* [What to do]
The expected output is every entry that follows, reproduced exactly.

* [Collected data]
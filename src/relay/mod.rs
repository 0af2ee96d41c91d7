//! Relay integration subsystem.
//!
//! # Data Flow
//! ```text
//! Bundle
//!     → transport.rs (BundleRelay::send_bundle)
//!     → block_engine.rs (sendBundle over JSON-RPC, uuid + bearer attached)
//!     → relay bundle id
//!
//! Confirmation
//!     → BundleResultSource (stream) or InflightStatusSource (poll)
//!     → types.rs (wire events) → outcome classifier
//! ```
//!
//! # Design Decisions
//! - Transports are traits; the session never names a concrete client
//! - Authorization is passed per call, read from the credential store
//!   at call time

pub mod block_engine;
pub mod tips;
pub mod transport;
pub mod types;

pub use block_engine::BlockEngineClient;
pub use tips::{choose_tip_account, pick_tip_account, tip_instruction};
pub use transport::{BundleRelay, BundleResultSource, BundleResultStream, InflightStatusSource};
pub use types::{BundleResultEvent, InflightBundleStatuses, RelayAck, SentTransaction};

* [Exercise result]
filename src/relay/mod.rs
repository 0af2ee96d41c91d7
//! Relay integration subsystem.
//!
//! # Data Flow
//! ```text
//! Bundle
//!     → transport.rs (BundleRelay::send_bundle)
//!     → block_engine.rs (sendBundle over JSON-RPC, uuid + bearer attached)
//!     → relay bundle id
//!
//! Confirmation
//!     → BundleResultSource (stream) or InflightStatusSource (poll)
//!     → types.rs (wire events) → outcome classifier
//! ```
//!
//! # Design Decisions
//! - Transports are traits; the session never names a concrete client
//! - Authorization is passed per call, read from the credential store
//!   at call time

pub mod block_engine;
pub mod tips;
pub mod transport;
pub mod types;

pub use block_engine::BlockEngineClient;
pub use tips::{choose_tip_account, pick_tip_account, tip_instruction};
pub use transport::{BundleRelay, BundleResultSource, BundleResultStream, InflightStatusSource};
pub use types::{BundleResultEvent, InflightBundleStatuses, RelayAck, SentTransaction};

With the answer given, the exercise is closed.